### DATA UNDER STUDY

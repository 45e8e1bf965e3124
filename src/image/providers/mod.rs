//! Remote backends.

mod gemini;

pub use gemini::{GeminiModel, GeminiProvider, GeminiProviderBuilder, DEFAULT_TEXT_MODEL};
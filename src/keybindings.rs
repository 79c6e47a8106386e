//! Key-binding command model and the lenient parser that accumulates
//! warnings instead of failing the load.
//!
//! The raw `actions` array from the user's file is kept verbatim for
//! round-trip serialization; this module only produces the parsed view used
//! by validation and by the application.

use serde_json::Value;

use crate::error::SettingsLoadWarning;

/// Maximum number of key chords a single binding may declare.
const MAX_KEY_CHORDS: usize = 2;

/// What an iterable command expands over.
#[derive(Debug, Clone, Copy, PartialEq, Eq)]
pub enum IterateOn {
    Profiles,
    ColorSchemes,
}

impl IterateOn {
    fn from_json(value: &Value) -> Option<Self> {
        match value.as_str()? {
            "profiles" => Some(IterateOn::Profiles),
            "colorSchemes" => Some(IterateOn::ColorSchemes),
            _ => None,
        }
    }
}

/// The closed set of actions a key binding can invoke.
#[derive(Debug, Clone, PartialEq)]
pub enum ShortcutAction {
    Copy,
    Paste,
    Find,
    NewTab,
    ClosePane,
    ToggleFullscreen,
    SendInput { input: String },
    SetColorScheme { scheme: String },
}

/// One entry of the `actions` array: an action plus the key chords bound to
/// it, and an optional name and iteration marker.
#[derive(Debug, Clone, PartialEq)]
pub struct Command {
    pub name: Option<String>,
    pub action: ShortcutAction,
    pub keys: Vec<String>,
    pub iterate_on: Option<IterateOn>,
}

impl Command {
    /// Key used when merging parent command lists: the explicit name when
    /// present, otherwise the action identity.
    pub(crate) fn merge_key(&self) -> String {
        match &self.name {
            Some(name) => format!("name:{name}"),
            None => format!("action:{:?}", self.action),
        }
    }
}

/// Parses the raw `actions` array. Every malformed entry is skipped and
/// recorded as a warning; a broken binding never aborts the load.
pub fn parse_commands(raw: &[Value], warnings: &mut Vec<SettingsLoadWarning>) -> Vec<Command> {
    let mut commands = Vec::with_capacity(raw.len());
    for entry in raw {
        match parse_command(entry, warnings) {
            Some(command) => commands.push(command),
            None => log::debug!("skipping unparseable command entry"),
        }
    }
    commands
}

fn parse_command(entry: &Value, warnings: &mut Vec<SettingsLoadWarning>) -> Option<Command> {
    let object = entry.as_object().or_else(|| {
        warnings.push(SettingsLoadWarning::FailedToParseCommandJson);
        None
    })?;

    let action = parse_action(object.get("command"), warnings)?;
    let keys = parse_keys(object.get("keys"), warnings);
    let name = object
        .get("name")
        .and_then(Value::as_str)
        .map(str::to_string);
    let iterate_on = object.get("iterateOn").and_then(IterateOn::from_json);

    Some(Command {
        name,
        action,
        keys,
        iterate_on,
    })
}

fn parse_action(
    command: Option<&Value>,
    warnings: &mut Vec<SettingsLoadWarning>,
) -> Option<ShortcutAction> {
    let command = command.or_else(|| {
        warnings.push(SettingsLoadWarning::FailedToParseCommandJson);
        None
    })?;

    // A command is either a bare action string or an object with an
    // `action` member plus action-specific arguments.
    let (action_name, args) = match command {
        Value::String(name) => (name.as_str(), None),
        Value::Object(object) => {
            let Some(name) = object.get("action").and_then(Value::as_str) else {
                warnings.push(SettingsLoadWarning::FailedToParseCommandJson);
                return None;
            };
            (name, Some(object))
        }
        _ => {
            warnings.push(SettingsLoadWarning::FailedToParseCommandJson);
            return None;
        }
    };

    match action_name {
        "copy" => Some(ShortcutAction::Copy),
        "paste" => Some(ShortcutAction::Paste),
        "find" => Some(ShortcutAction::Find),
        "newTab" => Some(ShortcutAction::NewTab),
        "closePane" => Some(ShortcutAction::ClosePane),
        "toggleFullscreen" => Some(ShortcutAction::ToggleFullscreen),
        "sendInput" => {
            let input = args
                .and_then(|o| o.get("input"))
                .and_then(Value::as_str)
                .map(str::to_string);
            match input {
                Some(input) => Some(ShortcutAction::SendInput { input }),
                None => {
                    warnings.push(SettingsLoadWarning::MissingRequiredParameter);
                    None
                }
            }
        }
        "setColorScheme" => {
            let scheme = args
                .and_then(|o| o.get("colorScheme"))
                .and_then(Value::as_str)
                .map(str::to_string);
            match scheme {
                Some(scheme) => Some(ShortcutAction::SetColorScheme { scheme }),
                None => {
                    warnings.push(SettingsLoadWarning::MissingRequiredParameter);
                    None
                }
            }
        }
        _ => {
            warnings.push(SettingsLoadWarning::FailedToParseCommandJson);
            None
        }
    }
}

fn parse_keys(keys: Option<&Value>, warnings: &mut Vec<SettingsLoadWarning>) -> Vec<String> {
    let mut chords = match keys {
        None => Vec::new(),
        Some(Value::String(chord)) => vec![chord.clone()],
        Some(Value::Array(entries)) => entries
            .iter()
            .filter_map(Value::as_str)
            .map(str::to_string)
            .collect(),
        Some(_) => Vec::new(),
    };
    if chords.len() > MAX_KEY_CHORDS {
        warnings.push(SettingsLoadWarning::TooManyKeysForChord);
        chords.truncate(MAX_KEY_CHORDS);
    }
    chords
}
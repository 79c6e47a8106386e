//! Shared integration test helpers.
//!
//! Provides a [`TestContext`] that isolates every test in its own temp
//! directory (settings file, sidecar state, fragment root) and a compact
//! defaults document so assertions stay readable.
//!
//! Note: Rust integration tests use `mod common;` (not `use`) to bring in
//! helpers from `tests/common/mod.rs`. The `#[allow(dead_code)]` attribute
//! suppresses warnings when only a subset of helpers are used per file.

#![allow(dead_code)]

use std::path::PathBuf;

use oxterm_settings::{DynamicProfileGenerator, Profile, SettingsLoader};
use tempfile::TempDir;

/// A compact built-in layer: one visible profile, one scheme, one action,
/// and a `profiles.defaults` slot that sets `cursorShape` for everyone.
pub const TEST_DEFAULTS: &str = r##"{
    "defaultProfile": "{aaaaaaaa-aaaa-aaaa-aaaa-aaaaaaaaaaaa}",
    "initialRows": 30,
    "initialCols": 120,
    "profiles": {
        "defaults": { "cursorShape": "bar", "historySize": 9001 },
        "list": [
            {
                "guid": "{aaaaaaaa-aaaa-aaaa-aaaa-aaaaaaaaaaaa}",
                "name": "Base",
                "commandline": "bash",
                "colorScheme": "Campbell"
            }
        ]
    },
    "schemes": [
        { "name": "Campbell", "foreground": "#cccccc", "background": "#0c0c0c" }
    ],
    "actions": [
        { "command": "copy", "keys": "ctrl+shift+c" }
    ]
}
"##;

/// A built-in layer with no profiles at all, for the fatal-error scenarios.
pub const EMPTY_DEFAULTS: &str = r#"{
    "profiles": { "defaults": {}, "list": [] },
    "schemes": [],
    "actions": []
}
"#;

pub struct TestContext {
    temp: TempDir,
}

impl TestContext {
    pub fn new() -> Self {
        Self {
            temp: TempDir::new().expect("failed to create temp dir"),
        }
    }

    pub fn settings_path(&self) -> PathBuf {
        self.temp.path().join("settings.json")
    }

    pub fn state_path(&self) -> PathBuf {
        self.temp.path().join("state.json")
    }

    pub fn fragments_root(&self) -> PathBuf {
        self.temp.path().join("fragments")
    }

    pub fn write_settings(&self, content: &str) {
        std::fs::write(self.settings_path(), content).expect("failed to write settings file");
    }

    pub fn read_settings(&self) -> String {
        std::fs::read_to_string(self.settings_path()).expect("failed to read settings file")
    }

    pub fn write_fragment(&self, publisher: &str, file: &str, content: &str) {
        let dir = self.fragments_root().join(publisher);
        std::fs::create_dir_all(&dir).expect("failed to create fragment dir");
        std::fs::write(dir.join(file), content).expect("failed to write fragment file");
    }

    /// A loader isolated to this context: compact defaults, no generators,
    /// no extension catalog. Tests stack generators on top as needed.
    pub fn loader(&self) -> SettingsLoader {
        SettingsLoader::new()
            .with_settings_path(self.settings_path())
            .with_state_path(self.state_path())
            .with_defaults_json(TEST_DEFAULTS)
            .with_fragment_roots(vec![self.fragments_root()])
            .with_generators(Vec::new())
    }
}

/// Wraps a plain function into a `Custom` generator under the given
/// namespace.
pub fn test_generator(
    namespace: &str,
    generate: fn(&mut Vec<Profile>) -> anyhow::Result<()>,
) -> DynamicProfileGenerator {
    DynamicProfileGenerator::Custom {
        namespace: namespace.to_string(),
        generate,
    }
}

### YOUR INSTRUCTIONS
Where the word "enum" appears in a line of the entries, copy that line.

### SOLUTION
pub enum IterateOn {
pub enum ShortcutAction {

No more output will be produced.